> _Required action_
Using the entries below, give the count of lines that hold "find". Say nothing besides the number.

> _Data provided_

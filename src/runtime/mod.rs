//! Rule interpreter runtime.
//!
//! This module turns per-column cell text into named property assignments
//! using a declarative chain of actions per column.

pub mod actions;
pub mod bag;
pub mod chain;
pub mod config_loader;
pub mod context;
pub mod engine;
pub mod keys;
pub mod lookup;
pub mod row;

// Re-export key types
pub use actions::{Action, ActionsFactory, Miss, Outcome};
pub use bag::PropertyBag;
pub use chain::{Assignment, ChainResult, CompiledRule};
pub use config_loader::{ActionConfig, ParserConfig, RuleConfig, SupplierConfig};
pub use context::{CellContext, NumberFormat};
pub use engine::{ParserEngine, RowResult};
pub use lookup::{LookupSet, LookupTable, Origin};
pub use row::{Row, RowSource};
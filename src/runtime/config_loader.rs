//! Parser and supplier configuration, loaded from JSON or YAML.
//!
//! The configuration is purely declarative: per spreadsheet column an ordered
//! list of actions plus static assignments, and the lookup tables those
//! actions refer to. Nothing here is validated beyond what serde enforces;
//! the [`ParserEngine`](crate::runtime::ParserEngine) rejects invalid rules
//! when it is built.

use std::fs;
use std::path::Path;

use indexmap::IndexMap;
use serde::de::DeserializeOwned;
use serde::{Deserialize, Serialize};
use serde_json::Value as JsonValue;

use crate::error::ConfigError;
use crate::runtime::keys;
use crate::runtime::lookup::LookupSet;

/// Declarative description of one action.
///
/// Keys other than `op`, `input` and `output` are collected into
/// `parameters` and interpreted by the actions factory.
///
/// ```yaml
/// op: split
/// input: Text
/// output: Parts
/// delimiter: ":"
/// expectedParts: 3
/// strict: true
/// ```
#[derive(Debug, Clone, PartialEq, Serialize, Deserialize)]
pub struct ActionConfig {
    /// Operation name (`assign`, `split`, `find`, `map`)
    #[serde(alias = "Op", alias = "operation", alias = "Operation")]
    pub op: String,

    /// Input key, `Text` for the raw cell
    #[serde(default = "default_input", alias = "Input")]
    pub input: String,

    /// Output key
    #[serde(default, alias = "Output")]
    pub output: String,

    /// Operation-specific parameters
    #[serde(flatten)]
    pub parameters: IndexMap<String, JsonValue>,
}

fn default_input() -> String {
    keys::TEXT.to_string()
}

impl ActionConfig {
    /// Create an action descriptor with no parameters.
    pub fn new(op: impl Into<String>, input: impl Into<String>, output: impl Into<String>) -> Self {
        Self {
            op: op.into(),
            input: input.into(),
            output: output.into(),
            parameters: IndexMap::new(),
        }
    }

    /// Builder-style parameter setter.
    pub fn with_param(mut self, name: impl Into<String>, value: impl Into<JsonValue>) -> Self {
        self.parameters.insert(name.into(), value.into());
        self
    }
}

/// Rule for one column: ordered actions plus static assignments.
#[derive(Debug, Clone, Default, PartialEq, Serialize, Deserialize)]
pub struct RuleConfig {
    #[serde(default, alias = "Actions")]
    pub actions: Vec<ActionConfig>,

    /// Property -> literal value, applied unconditionally
    #[serde(default, alias = "Assign")]
    pub assign: IndexMap<String, String>,
}

/// Parser configuration: lookup tables and one rule per column letter.
#[derive(Debug, Clone, Default, PartialEq, Serialize, Deserialize)]
pub struct ParserConfig {
    #[serde(default, alias = "Lookups")]
    pub lookups: LookupSet,

    #[serde(default, alias = "Columns")]
    pub columns: IndexMap<String, RuleConfig>,
}

impl ParserConfig {
    /// Load parser configuration from a JSON or YAML file.
    ///
    /// Files ending in `.json` are read as JSON, anything else as YAML.
    ///
    /// # Example
    /// ```ignore
    /// use cellrules::runtime::ParserConfig;
    ///
    /// let config = ParserConfig::load_from_file("config/parser.yaml")?;
    /// println!("{} columns", config.columns.len());
    /// ```
    pub fn load_from_file<P: AsRef<Path>>(path: P) -> Result<Self, ConfigError> {
        let config: Self = load_document(path.as_ref())?;
        tracing::info!(
            path = %path.as_ref().display(),
            columns = config.columns.len(),
            lookups = config.lookups.len(),
            "loaded parser configuration"
        );
        Ok(config)
    }

    pub fn from_json_str(json: &str) -> Result<Self, ConfigError> {
        Ok(serde_json::from_str(json)?)
    }

    pub fn from_yaml_str(yaml: &str) -> Result<Self, ConfigError> {
        Ok(serde_yaml::from_str(yaml)?)
    }

    /// Get the rule configured for a column letter (case-insensitive).
    pub fn rule(&self, column: &str) -> Option<&RuleConfig> {
        self.columns
            .iter()
            .find(|(c, _)| c.eq_ignore_ascii_case(column))
            .map(|(_, rule)| rule)
    }

    /// Merge a supplier's lookup tables into this configuration in place.
    pub fn merge_supplier(&mut self, supplier: &SupplierConfig) {
        self.lookups.merge_supplier(&supplier.id, &supplier.lookups);
    }

    /// Revert everything a supplier contributed to the lookup tables.
    pub fn remove_supplier(&mut self, supplier_id: &str) {
        self.lookups.remove_supplier(supplier_id);
    }
}

/// Supplier-level configuration: extra lookup aliases for one supplier.
#[derive(Debug, Clone, PartialEq, Serialize, Deserialize)]
pub struct SupplierConfig {
    #[serde(alias = "Id")]
    pub id: String,

    /// Table name -> (alias -> canonical)
    #[serde(default, alias = "Lookups")]
    pub lookups: IndexMap<String, IndexMap<String, String>>,
}

impl SupplierConfig {
    /// Load a supplier configuration from a JSON or YAML file.
    pub fn load_from_file<P: AsRef<Path>>(path: P) -> Result<Self, ConfigError> {
        load_document(path.as_ref())
    }
}

fn load_document<T: DeserializeOwned>(path: &Path) -> Result<T, ConfigError> {
    let contents = fs::read_to_string(path).map_err(|source| ConfigError::Io {
        path: path.to_path_buf(),
        source,
    })?;

    let is_json = path
        .extension()
        .and_then(|e| e.to_str())
        .is_some_and(|e| e.eq_ignore_ascii_case("json"));

    if is_json {
        Ok(serde_json::from_str(&contents)?)
    } else {
        Ok(serde_yaml::from_str(&contents)?)
    }
}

> _Answer for this exercise_
2